Page 8
Page 8 is an autobiographical one-man show about growing up black and gay in 1970’s Australian suburbia. It could, potentially, be awful when you think about it. The “Growing-Up-Gay One-Man Show” is one of the most painful theatrical genres ever created. Up there with French-Canadian puppetry. Luckily for us, this one-man show comes from David […]
Overview
Page 8 is an autobiographical one-man show about growing up black and gay in 1970’s Australian suburbia. It could, potentially, be awful when you think about it. The "Growing-Up-Gay One-Man Show" is one of the most painful theatrical genres ever created. Up there with French-Canadian puppetry.

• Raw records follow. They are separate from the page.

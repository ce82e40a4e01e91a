use std::sync::Arc;

use chrono::{DateTime, Utc};

use assessment_core::config::DEFAULT_PASSING_SCORE;
use assessment_core::model::AssessmentResult;
use backend::{ResultHistory, ResultScope};

use crate::error::AssessmentError;

/// Summary statistics over a list of prior results.
#[derive(Debug, Clone, PartialEq)]
pub struct HistoryStats {
    pub attempts: usize,
    /// Mean score rounded to a whole percentage; 0 without attempts.
    pub average_score: u32,
    pub passed: usize,
    /// Share of passed attempts, as a whole percentage.
    pub pass_rate: u32,
    pub best_score: Option<f64>,
    pub latest_at: Option<DateTime<Utc>>,
}

impl HistoryStats {
    #[must_use]
    pub fn from_results(results: &[AssessmentResult], passing_score: u8) -> Self {
        let attempts = results.len();
        if attempts == 0 {
            return Self {
                attempts,
                average_score: 0,
                passed: 0,
                pass_rate: 0,
                best_score: None,
                latest_at: None,
            };
        }

        let total: f64 = results.iter().map(|r| r.score).sum();
        let passed = results.iter().filter(|r| r.passed(passing_score)).count();
        let best_score = results.iter().map(|r| r.score).reduce(f64::max);
        let latest_at = results.iter().filter_map(|r| r.created_at).max();

        #[allow(clippy::cast_precision_loss)]
        let average = total / attempts as f64;

        Self {
            attempts,
            // scores are percentages
            average_score: average.clamp(0.0, 100.0).round() as u32,
            passed,
            pass_rate: assessment_core::scoring::round_percentage(passed as u64, attempts as u64),
            best_score,
            latest_at,
        }
    }
}

/// Lists prior results and summarizes them against a passing score.
#[derive(Clone)]
pub struct ResultHistoryService {
    history: Arc<dyn ResultHistory>,
    passing_score: u8,
}

impl ResultHistoryService {
    #[must_use]
    pub fn new(history: Arc<dyn ResultHistory>) -> Self {
        Self {
            history,
            passing_score: DEFAULT_PASSING_SCORE,
        }
    }

    #[must_use]
    pub fn with_passing_score(mut self, passing_score: u8) -> Self {
        self.passing_score = passing_score;
        self
    }

    #[must_use]
    pub fn passing_score(&self) -> u8 {
        self.passing_score
    }

    /// Results in scope, newest first.
    ///
    /// # Errors
    ///
    /// Returns `AssessmentError::Backend` if results cannot be loaded.
    pub async fn list(&self, scope: &ResultScope) -> Result<Vec<AssessmentResult>, AssessmentError> {
        Ok(self.history.results(scope).await?)
    }

    /// # Errors
    ///
    /// Returns `AssessmentError::Backend` if results cannot be loaded.
    pub async fn stats(&self, scope: &ResultScope) -> Result<HistoryStats, AssessmentError> {
        let results = self.list(scope).await?;
        Ok(HistoryStats::from_results(&results, self.passing_score))
    }
}

#[cfg(test)]
mod tests {
    use super::*;
    use assessment_core::model::{QuizId, ScoreBreakdown};
    use assessment_core::time::fixed_now;
    use chrono::Duration;

    fn result(score: f64, minutes_ago: i64) -> AssessmentResult {
        let mut result = AssessmentResult::new(QuizId::new("quiz"), score, ScoreBreakdown::default());
        result.created_at = Some(fixed_now() - Duration::minutes(minutes_ago));
        result
    }

    #[test]
    fn empty_history_has_zeroed_stats() {
        let stats = HistoryStats::from_results(&[], 70);
        assert_eq!(stats.attempts, 0);
        assert_eq!(stats.average_score, 0);
        assert_eq!(stats.best_score, None);
    }

    #[test]
    fn stats_count_passes_at_the_threshold() {
        let results = [result(70.0, 30), result(45.5, 20), result(90.0, 10)];

        let stats = HistoryStats::from_results(&results, 70);

        assert_eq!(stats.attempts, 3);
        assert_eq!(stats.average_score, 69);
        assert_eq!(stats.passed, 2);
        assert_eq!(stats.pass_rate, 67);
        assert_eq!(stats.best_score, Some(90.0));
        assert_eq!(stats.latest_at, Some(fixed_now() - Duration::minutes(10)));
    }

    #[test]
    fn lower_passing_score_passes_more() {
        let results = [result(50.0, 1), result(49.0, 2)];
        assert_eq!(HistoryStats::from_results(&results, 50).passed, 1);
    }
}
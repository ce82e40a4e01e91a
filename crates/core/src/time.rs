use chrono::{DateTime, Duration, Utc};

/// Wall-clock source for session timestamps (`started_at`, `submitted_at`).
///
/// The countdown itself is tick-driven and never reads the clock.
#[derive(Debug, Clone, Copy, Default)]
pub enum Clock {
    #[default]
    System,
    Fixed(DateTime<Utc>),
}

impl Clock {
    #[must_use]
    pub fn system() -> Self {
        Self::System
    }

    #[must_use]
    pub fn fixed(at: DateTime<Utc>) -> Self {
        Self::Fixed(at)
    }

    #[must_use]
    pub fn now(&self) -> DateTime<Utc> {
        match self {
            Clock::System => Utc::now(),
            Clock::Fixed(t) => *t,
        }
    }

    /// If this is a fixed clock, advance it by the given duration.
    ///
    /// Has no effect on `Clock::System`.
    pub fn advance(&mut self, delta: Duration) {
        if let Clock::Fixed(t) = self {
            *t += delta;
        }
    }
}

/// Render remaining seconds as `MM:SS`, or `H:MM:SS` from one hour up.
#[must_use]
pub fn format_countdown(remaining_secs: u32) -> String {
    let hours = remaining_secs / 3600;
    let minutes = (remaining_secs % 3600) / 60;
    let seconds = remaining_secs % 60;
    if hours > 0 {
        format!("{hours}:{minutes:02}:{seconds:02}")
    } else {
        format!("{minutes:02}:{seconds:02}")
    }
}

/// Deterministic timestamp for tests and examples (2023-11-14T22:13:20Z).
pub const FIXED_TEST_TIMESTAMP: i64 = 1_700_000_000;

/// Returns a deterministic `DateTime<Utc>` for tests and doc examples.
///
/// # Panics
///
/// Panics if the fixed timestamp cannot be represented.
#[must_use]
pub fn fixed_now() -> DateTime<Utc> {
    DateTime::<Utc>::from_timestamp(FIXED_TEST_TIMESTAMP, 0)
        .expect("fixed timestamp should be valid")
}

#[must_use]
pub fn fixed_clock() -> Clock {
    Clock::fixed(fixed_now())
}
use assessment_core::model::{
    Answer, ContentId, CourseId, Difficulty, LessonId, Question, QuestionError, Quiz, QuizError,
};
use backend::{BackendError, InMemoryBackend, QuizTarget};

pub const DEMO_COURSE: &str = "rust-101";
pub const DEMO_LESSON: &str = "ownership";
pub const DEMO_CONTENT: &str = "ownership-quiz";

#[must_use]
pub fn demo_target() -> QuizTarget {
    QuizTarget::lesson(
        CourseId::new(DEMO_COURSE),
        LessonId::new(DEMO_LESSON),
        ContentId::new(DEMO_CONTENT),
    )
}

fn question(
    id: &str,
    prompt: &str,
    difficulty: Difficulty,
    weight: u32,
    options: &[(&str, bool)],
    explanation: Option<&str>,
) -> Result<Question, QuestionError> {
    let answers = options
        .iter()
        .enumerate()
        .map(|(i, (text, correct))| Answer::new(format!("{id}-a{i}").as_str(), *text, *correct))
        .collect();
    Ok(Question::new(id, prompt, difficulty, weight, answers)?
        .with_explanation(explanation.map(str::to_owned)))
}

fn ownership_quiz() -> Result<Quiz, QuizError> {
    let questions = vec![
        question(
            "own-1",
            "What happens to a `String` when it is assigned to another variable?",
            Difficulty::Easy,
            1,
            &[
                ("It is moved", true),
                ("It is deep-copied", false),
                ("It is reference counted", false),
            ],
            Some("Heap-owning types move on assignment unless they implement Copy."),
        )?,
        question(
            "own-2",
            "How many mutable references to a value may exist at once?",
            Difficulty::Medium,
            1,
            &[("One", true), ("Two", false), ("Unlimited", false)],
            None,
        )?,
        question(
            "own-3",
            "Which trait runs code when a value goes out of scope?",
            Difficulty::Medium,
            1,
            &[("Drop", true), ("Clone", false), ("Deref", false), ("Default", false)],
            None,
        )?,
        question(
            "own-4",
            "Why does returning a reference to a local variable fail to compile?",
            Difficulty::Hard,
            2,
            &[
                ("The local is dropped at the end of the function", true),
                ("References cannot be returned", false),
                ("Locals live on the heap", false),
            ],
            Some("The borrow would outlive the value it points to."),
        )?,
    ];
    Quiz::new("ownership-basics", questions)
}

fn borrowing_quiz() -> Result<Quiz, QuizError> {
    let questions = vec![
        question(
            "bor-1",
            "What does `&mut` grant?",
            Difficulty::Easy,
            1,
            &[("Exclusive, writable access", true), ("Shared, read-only access", false)],
            None,
        )?,
        question(
            "bor-2",
            "When does a borrow end under non-lexical lifetimes?",
            Difficulty::Hard,
            2,
            &[
                ("After its last use", true),
                ("At the end of the enclosing block", false),
                ("When the owner is dropped", false),
            ],
            None,
        )?,
        question(
            "bor-3",
            "Can a shared and a mutable borrow of the same value overlap?",
            Difficulty::Medium,
            1,
            &[("No", true), ("Yes", false)],
            Some("Aliasing and mutation are never allowed at the same time."),
        )?,
    ];
    Quiz::new("borrowing-basics", questions)
}

/// Offline backend seeded with two quizzes at the demo location.
///
/// # Errors
///
/// Returns `BackendError` if the seed data is invalid.
pub fn seeded_backend() -> Result<InMemoryBackend, BackendError> {
    let backend = InMemoryBackend::new();
    let target = demo_target();
    backend.insert_quiz(&target, ownership_quiz()?)?;
    backend.insert_quiz(&target, borrowing_quiz()?)?;
    Ok(backend)
}

#[cfg(test)]
mod tests {
    use super::*;
    use assessment_core::CorrectAnswerPolicy;

    #[test]
    fn seed_quizzes_satisfy_strict_policy() {
        for quiz in [ownership_quiz().unwrap(), borrowing_quiz().unwrap()] {
            quiz.check_policy(CorrectAnswerPolicy::Strict).unwrap();
        }
    }

    #[test]
    fn seeded_backend_builds() {
        assert!(seeded_backend().is_ok());
    }
}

Luckily for us, this one-man show comes from David Page, one of the driving forces behind acclaimed indigenous dance company Bangarra and the eighth of twelve siblings. David's younger brother Stephen Page directed the show and it seems like the Pages want you to view their family as a sort of Koori Jackson 5. But they’re more like a dirt poor Royal Tenenbaums. Troubled, close-knit and all incredibly gifted. In other words, there are no LaToyas.
This is a great show, produced with a lot of restraint. David Page's performance is stripped back and unpretentious. He has a great amount of natural warmth and ease on stage. The set design is similarly simple and elegant.
A lot of the clichés we’ve come to expect from the genre are still there. Old home movies, costume changes to switch between kooky characters and camp nostalgia (Hey guys, remember Countdown? Remember bellbottoms?) But you forgive all of it, because this is such a touching story and so well told.
The Pages have wisely chosen to omit their international successes and instead focus on the early years of David's life. His dad's alcoholism, how he sacrificed a musical career to care for his sick grandparents, got up at 4 in the morning to lay concrete while doing drag shows at night and generally carried himself through a tough upbringing with an incredible amount of self-sacrifice and dignity.
At one point he leaps on top of the kitchen table to do an imitation of Michael Jackson's dance sequence from Billy Jean. Then, when the bassline kicks in, he seamlessly moves into a Corroboree. A moment later he drops the whole thing and continues on to another thought. It’s not just good, it’s virtuosic.